> _Your assignment_
Find the string "config" in the data, then copy every line where it is found.

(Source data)
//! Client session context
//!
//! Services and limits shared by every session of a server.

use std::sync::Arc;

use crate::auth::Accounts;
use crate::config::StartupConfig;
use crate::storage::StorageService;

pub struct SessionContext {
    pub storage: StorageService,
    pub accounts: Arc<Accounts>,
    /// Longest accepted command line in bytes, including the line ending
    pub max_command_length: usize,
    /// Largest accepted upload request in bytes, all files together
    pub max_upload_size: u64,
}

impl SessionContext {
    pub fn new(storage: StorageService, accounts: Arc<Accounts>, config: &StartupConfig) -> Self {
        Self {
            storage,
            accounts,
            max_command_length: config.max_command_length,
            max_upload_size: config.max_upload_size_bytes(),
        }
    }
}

...

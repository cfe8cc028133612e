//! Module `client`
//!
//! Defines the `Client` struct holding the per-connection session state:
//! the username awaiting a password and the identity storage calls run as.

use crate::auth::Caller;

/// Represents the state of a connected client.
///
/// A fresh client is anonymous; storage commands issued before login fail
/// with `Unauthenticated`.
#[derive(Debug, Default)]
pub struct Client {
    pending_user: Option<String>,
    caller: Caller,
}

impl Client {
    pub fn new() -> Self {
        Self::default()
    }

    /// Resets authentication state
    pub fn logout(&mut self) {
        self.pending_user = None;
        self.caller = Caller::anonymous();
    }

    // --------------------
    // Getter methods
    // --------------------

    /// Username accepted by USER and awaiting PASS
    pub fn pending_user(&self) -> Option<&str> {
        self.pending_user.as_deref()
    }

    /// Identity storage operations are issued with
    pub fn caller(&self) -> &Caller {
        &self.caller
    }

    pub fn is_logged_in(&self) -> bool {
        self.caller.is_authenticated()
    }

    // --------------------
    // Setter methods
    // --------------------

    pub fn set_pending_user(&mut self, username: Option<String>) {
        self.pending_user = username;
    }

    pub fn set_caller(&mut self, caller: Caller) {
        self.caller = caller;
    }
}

> _Written answer_
use crate::config::StartupConfig;
    pub fn new(storage: StorageService, accounts: Arc<Accounts>, config: &StartupConfig) -> Self {
            max_command_length: config.max_command_length,
            max_upload_size: config.max_upload_size_bytes(),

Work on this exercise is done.